Compilation album by Frank Socolow
- Released: 2005
- Recorded: May 2, 1945, November 1956
- Genre: Jazz
- Length: 41:01
- Label: Fresh Sound
- Producer: Jodi Pujol

= New York Journeyman – Complete Recordings =

New York Journeyman – Complete Recordings is a compilation album of the two sessions that jazz saxophonist Frank Socolow recorded as leader, released on Fresh Sound Records in 2005.

Professional ratings
Review scores
| Source | Rating |
| The Penguin Guide to Jazz Recordings | Star |

==History==
The first session, produced by Bob Shad, was recorded on May 2, 1945, for Duke Records under the name Frank Socolow's Duke Quintet. Four tracks were recorded, but one of them, "Blue Fantasy", was never released and has been lost, so only three tracks are available.
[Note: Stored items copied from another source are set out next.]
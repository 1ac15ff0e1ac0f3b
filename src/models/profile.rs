//! Server connection profiles.

use serde::{Deserialize, Serialize};
use std::collections::HashMap;
use std::fmt;
use tracing::warn;

use crate::utils::{
    validate_command, validate_env_name, validate_server_name, validate_timeout, validate_url,
    ValidationError,
};

/// Default SSE connection timeout in seconds
pub const DEFAULT_SSE_TIMEOUT_SECONDS: u64 = 30;

/// How a profile reaches its server
#[derive(Debug, Clone, Copy, PartialEq, Eq, Hash, Serialize, Deserialize)]
#[serde(rename_all = "UPPERCASE")]
pub enum TransportKind {
    /// Child process speaking over stdin/stdout
    Stdio,
    /// Streaming HTTP (server-sent events)
    Sse,
}

impl TransportKind {
    /// Wire name of the transport
    pub fn as_str(&self) -> &'static str {
        match self {
            TransportKind::Stdio => "STDIO",
            TransportKind::Sse => "SSE",
        }
    }
}

impl fmt::Display for TransportKind {
    fn fmt(&self, f: &mut fmt::Formatter<'_>) -> fmt::Result {
        f.write_str(self.as_str())
    }
}

/// Parameters for a server launched as a child process
#[derive(Debug, Clone, Default, PartialEq, Eq, Serialize, Deserialize)]
#[serde(rename_all = "camelCase")]
pub struct StdioParams {
    /// Executable to run
    #[serde(default)]
    pub command: String,

    /// Arguments, in order
    #[serde(default)]
    pub args: Vec<String>,

    /// Extra environment variables
    #[serde(default)]
    pub env: HashMap<String, String>,
}

impl StdioParams {
    /// Create stdio parameters for a command
    pub fn new(command: impl Into<String>) -> Self {
        Self {
            command: command.into(),
            ..Self::default()
        }
    }

    /// Append an argument
    pub fn arg(mut self, arg: impl Into<String>) -> Self {
        self.args.push(arg.into());
        self
    }

    /// Set an environment variable
    pub fn env(mut self, name: impl Into<String>, value: impl Into<String>) -> Self {
        self.env.insert(name.into(), value.into());
        self
    }
}

/// Parameters for a server reached over SSE
#[derive(Debug, Clone, PartialEq, Eq, Serialize, Deserialize)]
#[serde(rename_all = "camelCase")]
pub struct SseParams {
    /// Server URL
    #[serde(default)]
    pub url: String,

    /// Connection timeout in seconds
    #[serde(default = "default_timeout_seconds")]
    pub timeout_seconds: u64,

    /// Headers sent with every request
    #[serde(default)]
    pub headers: HashMap<String, String>,
}

fn default_timeout_seconds() -> u64 {
    DEFAULT_SSE_TIMEOUT_SECONDS
}

impl Default for SseParams {
    fn default() -> Self {
        Self {
            url: String::new(),
            timeout_seconds: DEFAULT_SSE_TIMEOUT_SECONDS,
            headers: HashMap::new(),
        }
    }
}

impl SseParams {
    /// Create SSE parameters for a URL with the default timeout
    pub fn new(url: impl Into<String>) -> Self {
        Self {
            url: url.into(),
            ..Self::default()
        }
    }

    /// Set the timeout in seconds
    pub fn timeout_seconds(mut self, seconds: u64) -> Self {
        self.timeout_seconds = seconds;
        self
    }

    /// Add a request header
    pub fn header(mut self, name: impl Into<String>, value: impl Into<String>) -> Self {
        self.headers.insert(name.into(), value.into());
        self
    }
}

/// Unvalidated profile as received from a caller.
///
/// This is also the JSON shape a stored [`ServerProfile`] is rendered as.
#[derive(Debug, Clone, Default, PartialEq, Eq, Serialize, Deserialize)]
#[serde(rename_all = "camelCase")]
pub struct ServerConfigRequest {
    /// Profile name
    #[serde(default)]
    pub server_name: Option<String>,

    /// Transport kind
    #[serde(default)]
    pub transport_type: Option<TransportKind>,

    /// Parameters for `STDIO`
    #[serde(default, skip_serializing_if = "Option::is_none")]
    pub stdio_config: Option<StdioParams>,

    /// Parameters for `SSE`
    #[serde(default, skip_serializing_if = "Option::is_none")]
    pub sse_config: Option<SseParams>,
}

impl ServerConfigRequest {
    /// Start a request for the named server
    pub fn new(server_name: impl Into<String>) -> Self {
        Self {
            server_name: Some(server_name.into()),
            ..Self::default()
        }
    }

    /// Use the stdio transport
    pub fn stdio(mut self, params: StdioParams) -> Self {
        self.transport_type = Some(TransportKind::Stdio);
        self.stdio_config = Some(params);
        self
    }

    /// Use the SSE transport
    pub fn sse(mut self, params: SseParams) -> Self {
        self.transport_type = Some(TransportKind::Sse);
        self.sse_config = Some(params);
        self
    }
}

/// Transport together with its parameters
#[derive(Debug, Clone, PartialEq, Eq)]
pub enum Transport {
    Stdio(StdioParams),
    Sse(SseParams),
}

impl Transport {
    /// Kind of this transport
    pub fn kind(&self) -> TransportKind {
        match self {
            Transport::Stdio(_) => TransportKind::Stdio,
            Transport::Sse(_) => TransportKind::Sse,
        }
    }
}

/// A validated, named description of how to reach one server.
///
/// Only obtainable through validation, so the parameter block always matches
/// the transport kind.
#[derive(Debug, Clone, PartialEq, Eq, Serialize, Deserialize)]
#[serde(into = "ServerConfigRequest", try_from = "ServerConfigRequest")]
pub struct ServerProfile {
    name: String,
    transport: Transport,
}

impl ServerProfile {
    /// Profile name
    pub fn name(&self) -> &str {
        &self.name
    }

    /// Transport and parameters
    pub fn transport(&self) -> &Transport {
        &self.transport
    }

    /// Transport kind
    pub fn kind(&self) -> TransportKind {
        self.transport.kind()
    }

    /// SSE parameters, if this is an SSE profile
    pub fn sse_params(&self) -> Option<&SseParams> {
        match &self.transport {
            Transport::Sse(params) => Some(params),
            Transport::Stdio(_) => None,
        }
    }

    /// Stdio parameters, if this is a stdio profile
    pub fn stdio_params(&self) -> Option<&StdioParams> {
        match &self.transport {
            Transport::Stdio(params) => Some(params),
            Transport::Sse(_) => None,
        }
    }
}

impl TryFrom<ServerConfigRequest> for ServerProfile {
    type Error = ValidationError;

    fn try_from(request: ServerConfigRequest) -> Result<Self, Self::Error> {
        let name = validate_server_name(request.server_name.as_deref())?;
        let kind = request
            .transport_type
            .ok_or(ValidationError::MissingTransportType)?;

        let transport = match kind {
            TransportKind::Stdio => {
                if request.sse_config.is_some() {
                    warn!("Ignoring sseConfig on STDIO server '{}'", name);
                }
                let params = request
                    .stdio_config
                    .ok_or(ValidationError::MissingTransportConfig("STDIO", "stdioConfig"))?;
                validate_command(&params.command)?;
                for env_name in params.env.keys() {
                    validate_env_name(env_name)?;
                }
                Transport::Stdio(params)
            }
            TransportKind::Sse => {
                if request.stdio_config.is_some() {
                    warn!("Ignoring stdioConfig on SSE server '{}'", name);
                }
                let params = request
                    .sse_config
                    .ok_or(ValidationError::MissingTransportConfig("SSE", "sseConfig"))?;
                validate_url(&params.url)?;
                validate_timeout(params.timeout_seconds)?;
                Transport::Sse(params)
            }
        };

        Ok(Self { name, transport })
    }
}

impl From<ServerProfile> for ServerConfigRequest {
    fn from(profile: ServerProfile) -> Self {
        let request = ServerConfigRequest::new(profile.name);
        match profile.transport {
            Transport::Stdio(params) => request.stdio(params),
            Transport::Sse(params) => request.sse(params),
        }
    }
}

#[cfg(test)]
mod tests {
    use super::*;

    #[test]
    fn test_sse_profile_from_request() {
        let request = ServerConfigRequest::new("svc1")
            .sse(SseParams::new("http://x").timeout_seconds(5));
        let profile = ServerProfile::try_from(request).unwrap();

        assert_eq!(profile.name(), "svc1");
        assert_eq!(profile.kind(), TransportKind::Sse);
        assert_eq!(profile.sse_params().unwrap().timeout_seconds, 5);
        assert!(profile.stdio_params().is_none());
    }

    #[test]
    fn test_stdio_profile_from_request() {
        let request = ServerConfigRequest::new("local").stdio(
            StdioParams::new("npx")
                .arg("-y")
                .arg("@modelcontextprotocol/server-everything")
                .env("DEBUG", "1"),
        );
        let profile = ServerProfile::try_from(request).unwrap();

        let params = profile.stdio_params().unwrap();
        assert_eq!(params.command, "npx");
        assert_eq!(params.args, vec!["-y", "@modelcontextprotocol/server-everything"]);
        assert_eq!(params.env.get("DEBUG").map(String::as_str), Some("1"));
    }

    #[test]
    fn test_missing_transport_type() {
        let request = ServerConfigRequest::new("svc1");
        assert_eq!(
            ServerProfile::try_from(request),
            Err(ValidationError::MissingTransportType)
        );
    }

    #[test]
    fn test_transport_block_must_match_kind() {
        let mut request = ServerConfigRequest::new("svc1").sse(SseParams::new("http://x"));
        request.transport_type = Some(TransportKind::Stdio);

        assert_eq!(
            ServerProfile::try_from(request),
            Err(ValidationError::MissingTransportConfig("STDIO", "stdioConfig"))
        );
    }

    #[test]
    fn test_mismatched_block_is_dropped() {
        let mut request = ServerConfigRequest::new("svc1").sse(SseParams::new("http://x"));
        request.stdio_config = Some(StdioParams::new("ignored"));

        let profile = ServerProfile::try_from(request).unwrap();
        let rendered = ServerConfigRequest::from(profile);
        assert!(rendered.stdio_config.is_none());
        assert!(rendered.sse_config.is_some());
    }

    #[test]
    fn test_deserialize_wire_shape() {
        let json = r#"{
            "serverName": "svc1",
            "transportType": "SSE",
            "sseConfig": { "url": "http://x" }
        }"#;
        let request: ServerConfigRequest = serde_json::from_str(json).unwrap();
        let profile = ServerProfile::try_from(request).unwrap();

        assert_eq!(
            profile.sse_params().unwrap().timeout_seconds,
            DEFAULT_SSE_TIMEOUT_SECONDS
        );
    }

    #[test]
    fn test_unknown_transport_rejected() {
        let json = r#"{ "serverName": "svc1", "transportType": "WEBSOCKET" }"#;
        assert!(serde_json::from_str::<ServerConfigRequest>(json).is_err());
    }

    #[test]
    fn test_profile_serializes_as_request() {
        let profile = ServerProfile::try_from(
            ServerConfigRequest::new("svc1").sse(SseParams::new("http://x").timeout_seconds(5)),
        )
        .unwrap();

        let value = serde_json::to_value(&profile).unwrap();
        assert_eq!(value["serverName"], "svc1");
        assert_eq!(value["transportType"], "SSE");
        assert_eq!(value["sseConfig"]["timeoutSeconds"], 5);
        assert!(value.get("stdioConfig").is_none());

        let back: ServerProfile = serde_json::from_value(value).unwrap();
        assert_eq!(back, profile);
    }
}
Two things are of particular note about this session. One is a 20-year-old Bud Powell making only his third appearance in a recording studio (having recorded two sessions the previous year with Cootie Williams) - according to Mark Gardner, who wrote the liner notes for the Xanadu Records re-release, Socolow and drummer Irv Kluger went to see Powell playing in a club in Greenwich Village and "The pair flipped when they heard Bud's dynamic and totally new style of piano playing, and needed no further convincing". The second is the capturing of Freddie Webster, whose recorded legacy is very sparse, at the height of his powers, and playing one of his own compositions, "Reverse the Charges", two years before his early death.
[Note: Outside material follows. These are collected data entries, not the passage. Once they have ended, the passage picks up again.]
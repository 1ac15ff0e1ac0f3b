//! Gateway façade: the operations behind the HTTP endpoints.
//!
//! [`Gateway`] owns the profile registry and the default invoker and turns
//! each caller request into registry lookups, invoker calls or a paced
//! answer stream. [`routes`] exposes the same operations over HTTP.

pub mod routes;

pub use routes::{router, serve};

use futures_util::stream::Stream;
use futures_util::StreamExt;
use std::collections::BTreeMap;
use std::sync::Arc;
use tracing::{debug, error, info, warn};

use crate::config::{Config, StreamingConfig};
use crate::models::{
    ConfigResponse, ConfigurationStatus, HealthResponse, QueryResponse, RemovalResponse,
    ServerConfigRequest, ServerProfile, ServerStatusResponse,
};
use crate::rag::{InvokerError, RagInvoker};
use crate::registry::ConfigRegistry;
use crate::utils::{paced, CancelHandle, StreamChunk, StreamSession};

/// Service name reported by the liveness endpoint
pub const SERVICE_NAME: &str = "rag-gateway";

/// Label attached to query responses
const QUERY_METHOD: &str = "MCP tool call";

/// Message on a rejected configure-server call
pub const CONFIGURE_FAILED_MESSAGE: &str = "MCP server configuration failed";

/// Composition root shared by every request handler
#[derive(Debug, Clone)]
pub struct Gateway {
    registry: Arc<ConfigRegistry>,
    invoker: RagInvoker,
    streaming: StreamingConfig,
}

impl Gateway {
    /// Create a gateway with an empty registry
    pub fn new(invoker: RagInvoker, streaming: StreamingConfig) -> Self {
        Self::with_registry(Arc::new(ConfigRegistry::new()), invoker, streaming)
    }

    /// Create a gateway around an existing registry
    pub fn with_registry(
        registry: Arc<ConfigRegistry>,
        invoker: RagInvoker,
        streaming: StreamingConfig,
    ) -> Self {
        Self {
            registry,
            invoker,
            streaming,
        }
    }

    /// Create a gateway from loaded configuration
    pub fn from_config(config: &Config) -> Result<Self, InvokerError> {
        Ok(Self::new(
            RagInvoker::from_config(&config.rag)?,
            config.streaming,
        ))
    }

    /// The profile registry
    pub fn registry(&self) -> &Arc<ConfigRegistry> {
        &self.registry
    }

    /// The default invoker
    pub fn invoker(&self) -> &RagInvoker {
        &self.invoker
    }

    /// Register or replace a server profile
    pub fn configure_server(&self, request: ServerConfigRequest) -> ConfigResponse {
        let server_name = request.server_name.clone();
        info!("Received MCP server configuration request: {:?}", server_name);

        match self.registry.register(request) {
            Ok(registration) => {
                ConfigResponse::success(registration.server_name, "MCP server configured")
            }
            Err(e) => {
                warn!("Rejected MCP server configuration {:?}: {}", server_name, e);
                ConfigResponse::failure(server_name, CONFIGURE_FAILED_MESSAGE, e.to_string())
            }
        }
    }

    /// Every configured server name
    pub fn list_servers(&self) -> BTreeMap<String, ConfigurationStatus> {
        self.registry.list_all()
    }

    /// A configured server profile
    pub fn get_server(&self, name: &str) -> Option<ServerProfile> {
        self.registry.get(name)
    }

    /// Remove a server profile; `None` if it was not configured
    pub fn remove_server(&self, name: &str) -> Option<RemovalResponse> {
        self.registry.remove(name).then(|| RemovalResponse {
            server_name: name.to_string(),
            removed: true,
            message: "MCP server configuration removed".to_string(),
        })
    }

    /// Whether a server is configured
    pub fn server_status(&self, name: &str) -> ServerStatusResponse {
        let configured = self.registry.contains(name);
        ServerStatusResponse {
            server_name: name.to_string(),
            configured,
            status: if configured {
                ConfigurationStatus::Configured
            } else {
                ConfigurationStatus::NotConfigured
            },
        }
    }

    /// The gateway's own liveness
    pub fn health(&self) -> HealthResponse {
        HealthResponse {
            status: "UP".to_string(),
            service: SERVICE_NAME.to_string(),
            configured_servers: self.registry.count(),
            timestamp: chrono::Utc::now().timestamp_millis(),
        }
    }

    /// Invoker for an optional named profile; `None` uses the defaults
    pub fn resolve_invoker(&self, server: Option<&str>) -> Result<RagInvoker, InvokerError> {
        match server {
            None => Ok(self.invoker.clone()),
            Some(name) => {
                let profile = self
                    .registry
                    .get(name)
                    .ok_or_else(|| InvokerError::UnknownServer(name.to_string()))?;
                self.invoker.for_profile(Some(&profile))
            }
        }
    }

    /// Run one query.
    ///
    /// Backend failures come back as `success: true` with the sentinel text
    /// in `response`; only an invoker configuration error sets `success:
    /// false`.
    pub async fn invoke_query(&self, query: &str, server: Option<&str>) -> QueryResponse {
        info!("Received query request: {}", query);
        let timestamp = || chrono::Utc::now().timestamp_millis();

        match self.resolve_invoker(server) {
            Ok(invoker) => {
                let response = invoker.query(query).await;
                QueryResponse {
                    query: query.to_string(),
                    success: true,
                    response: Some(response),
                    error: None,
                    timestamp: timestamp(),
                    method: Some(QUERY_METHOD.to_string()),
                }
            }
            Err(e) => {
                error!("Query could not be dispatched: {}", e);
                QueryResponse {
                    query: query.to_string(),
                    success: false,
                    response: None,
                    error: Some(e.to_string()),
                    timestamp: timestamp(),
                    method: None,
                }
            }
        }
    }

    /// Stream an answer to `prompt` as paced chunks.
    ///
    /// Yields the processing notice, then the answer's word tokens and
    /// `[DONE]`; a failure yields an error chunk and `[ERROR]` instead. Every
    /// chunk is held back by the emit delay, every token additionally by the
    /// token delay. Firing `cancel` (or dropping the stream) stops it without
    /// a terminal marker, including while the engine is still answering.
    pub fn stream_chat(
        &self,
        prompt: String,
        server: Option<String>,
        cancel: CancelHandle,
    ) -> impl Stream<Item = StreamChunk> + Send + 'static {
        info!("Received streaming chat request: {}", prompt);

        let gateway = self.clone();
        let token_delay = self.streaming.token_delay();
        let session_cancel = cancel.clone();

        let chunks = async_stream::stream! {
            yield StreamChunk::Notice;

            match gateway.resolve_invoker(server.as_deref()) {
                Ok(invoker) => {
                    let answer = tokio::select! {
                        _ = session_cancel.cancelled() => None,
                        answer = invoker.query(&prompt) => Some(answer),
                    };

                    if let Some(answer) = answer {
                        let tokens = StreamSession::with_cancel(&answer, token_delay, session_cancel)
                            .into_stream();
                        futures_util::pin_mut!(tokens);
                        while let Some(chunk) = tokens.next().await {
                            yield chunk;
                        }
                    } else {
                        debug!("Streaming chat cancelled before the engine answered");
                    }
                }
                Err(e) => {
                    error!("Streaming chat failed: {}", e);
                    yield StreamChunk::Error(e.to_string());
                    yield StreamChunk::ErrorEnd;
                }
            }
        };

        paced(chunks, self.streaming.emit_delay(), cancel)
    }
}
The second session was recorded in November 1956 and released as Sounds by Socolow by Bethlehem Records. Socolow invited Manny Albam, Bill Holman, and Sal Salvador, three band leaders he had worked with many times, to arrange material for a sextet featuring himself, Eddie Bert on trombone, the aforementioned Salvador on guitar, and Eddie Costa on piano. Socolow switches to alto for two tracks: "Farfel" (named after his nickname for his son), and "I Cried for You".

==Release history==
The 1945 session was first released as 78 rpm singles in 1945 by Duke Records: "The Man I Love c/w Reverse the Changes" (Duke 112), and "September in the Rain" (Duke 115), and then re-released on a Xanadu Records compilation in 1987, Bebop Revisited, Vol. 6. The 1956 session was released as a 12" LP by Bethlehem Records in 1956, and previously re-issued by Fresh Sound on CD in 1985.

==Track listing==
Except where otherwise noted, all songs composed by Frank Socolow.
1. "Reverse the Charges" (Freddie Webster) - 2:54
2. "The Man I Love" (George Gershwin, Ira Gershwin) - 3:16
3. "September in the Rain" (Al Dubin, Harry Warren) - 2:46
4. "Miss Finegold" - 2:57
5. "But Not for Me" (Gershwin, Gershwin) - 3:07
6. "Swing Low Sweet Socolow" (Sal Salvador) - 2:52
7. "How About You?" (Burton Lane, Ralph Freed) - 3:51
8. "My Heart Stood Still" (Richard Rodgers, Lorenz Hart) - 3:11
9. "Little Joe" - 4:11
10. "Farfel" - 3:30
11. "I'll Take Romance" (Ben Oakland, Oscar Hammerstein II) - 4:05
12. "I Love You" (Cole Porter) - 4:12
13. "I Cried for You" (Abe Lyman, Gus Arnheim, Arthur Freed) - 4:09

==Personnel==
May 2, 1945 session: tracks 1–3
- Frank Socolow - tenor sax
- Freddie Webster - trumpet
- Bud Powell - piano
- Leonard Gaskin - bass
- Irv Kluger - drums

November, 1956 session: tracks 4–13
- Frank Socolow - tenor sax, alto sax (tracks 10, 13)
- Eddie Bert - trombone
- Sal Salvador - guitar
- Eddie Costa - piano
- Bill Takus - bass
- Jimmy Campbell - drums
- Manny Albam - arrangements (tracks 4–5, 7, 13)
- Sal Salvador - arrangements (tracks 6, 10, 12)
- Bill Holman - arrangements (tracks 8–9, 11)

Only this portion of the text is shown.